The GCC states, having strategic partnerships with the US since the 1970s, are alarmed by the dangerous precedents set by the US and its recourse to such measures. As a result, they are taking steps to reduce their reliance on the US dollar and exploring alternative arrangements with regional trading partners like China and India. However, it is unlikely that the Gulf states will completely abandon the dollar, as they recognise the absence of a credible alternative. Rather, they seek to limit their dependence on the US and its currency by expanding their options.

It is crucial to note that the GCC states are not the primary drivers of the move away from the dollar. Instead, countries heavily sanctioned by the US, such as Russia and Iran, lead the way. The GCC states, known for their compliance with global economic systems and preference for stability, are not interested in contributing to upheaval. Therefore, if a transition away from the dollar occurs, they should be considered secondary or tertiary actors rather than leaders. according to Dr. Omar Al-Ubaydli, President of the Bahrain Economists Society. However, the GCC states are pragmatically responding to de-dollarization and if a new system is emerging, it makes sense for the GCC to engage with it as a matter of economic prudence. Saudi Arabia’s Minister of Finance, Mohammed al-Jadaan, has already expressed an openness to improving trade by using non-dollar currencies, and there have been discussions about potentially selling oil to China in yuan. While some analysts believe these statements were meant to exert leverage over the US, they highlight a growing trend towards de-dollarisation in the region.

The gradual decline of the US dollar, while not at all implying collapse, is a noteworthy development. Over the past 25 years, the dollar’s market share has decreased from more than 70% to less than 60%. In terms of global reserves, the share held in US dollars has declined from 73% 2001 to 58% at present.

In today’s interconnected global economy, the dominance of the US dollar and unilateral decisions made by certain countries have far-reaching implications. Dependence on the US Federal Reserve’s policies and the need to align with US monetary policy often pose challenges to other countries’ economies. The GCC states’ exploration of de-dollarisation reflects a growing desire for economic independence and increased stability.

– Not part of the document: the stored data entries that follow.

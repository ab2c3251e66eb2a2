use serde::Deserialize;
use sha2::{Digest, Sha256};

use super::CeremonyError;

pub const TYPE_CREATE: &str = "webauthn.create";
pub const TYPE_GET: &str = "webauthn.get";

/// The fields of clientDataJSON the relying party checks.
#[derive(Debug, Clone, Deserialize)]
#[serde(rename_all = "camelCase")]
pub struct ClientData {
    #[serde(rename = "type")]
    pub kind: String,
    pub challenge: String,
    pub origin: String,
    #[serde(default)]
    pub cross_origin: bool,
}

impl ClientData {
    pub fn parse(raw: &[u8]) -> Result<Self, CeremonyError> {
        serde_json::from_slice(raw).map_err(|e| CeremonyError::ClientData(e.to_string()))
    }

    /// Check ceremony type, challenge and origin against what was issued.
    pub fn check(
        &self,
        expected_type: &str,
        expected_challenge: &str,
        expected_origin: &str,
    ) -> Result<(), CeremonyError> {
        if self.kind != expected_type {
            return Err(CeremonyError::WrongCeremonyType(self.kind.clone()));
        }
        if self.challenge.trim_end_matches('=') != expected_challenge.trim_end_matches('=') {
            return Err(CeremonyError::ChallengeMismatch);
        }
        if self.origin != expected_origin {
            return Err(CeremonyError::OriginMismatch(self.origin.clone()));
        }
        Ok(())
    }
}

pub fn client_data_hash(raw: &[u8]) -> [u8; 32] {
    Sha256::digest(raw).into()
}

Given these factors, it may be time for the GCC countries to consider establishing a common currency. By inviting countries like Egypt and Jordan to join, they could reduce dependency, enhance economic stability, and strengthen regional integration. This move would also consolidate Saudi Arabia’s and the UAE’s positions as global leaders, given their robust economic, social, and political foundations. The euro in Europe serves as a successful example of breaking free from the dollar’s dominance, offering greater autonomy and domestic control over economic factors within the eurozone. It is a lesson that may be imparted on the GCC.

Notes:

  1. The new project involves the creation of a tourist attraction that will be completed in 2030. It will be able to set up 50 hotels with 8000 rooms, sports and entertainment facilities. Moreover, the real innovation will be that the entire transport system, including the airport, will be powered by renewable energy.
  2. NEOM is a 170 km long city project that also includes an industrial zone, railway lines, ultra-luxury districts and a ski resort in the desert. The aim is to built a skyscraper far from the eyes of everyone, with mirror walls 500 m high. It will be one of several mega works designed to showcase Saudi Arabia’s role as a financial power to the world’s elites.